*** RECORDS TO PROCESS
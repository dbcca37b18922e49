//! Core domain: events for character death and level reload.

use bevy::ecs::message::Message;
use bevy::prelude::Entity;

use crate::movement::ContactKind;

/// Event fired when a character touches something fatal
#[derive(Debug, Clone, Copy)]
pub struct PlayerDiedEvent {
    pub player: Entity,
    pub cause: ContactKind,
}

impl Message for PlayerDiedEvent {}

/// Event fired when the current level must be rebuilt from its initial state
#[derive(Debug, Clone, Copy)]
pub struct ReloadLevelEvent;

impl Message for ReloadLevelEvent {}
******
Take the lines from the one containing "use crate::movement::ContactKind;" through the final line of the entries above, and set them down exactly, with nothing added.

use crate::movement::ContactKind;

/// Event fired when a character touches something fatal
#[derive(Debug, Clone, Copy)]
pub struct PlayerDiedEvent {
    pub player: Entity,
    pub cause: ContactKind,
}

impl Message for PlayerDiedEvent {}

/// Event fired when the current level must be rebuilt from its initial state
#[derive(Debug, Clone, Copy)]
pub struct ReloadLevelEvent;

impl Message for ReloadLevelEvent {}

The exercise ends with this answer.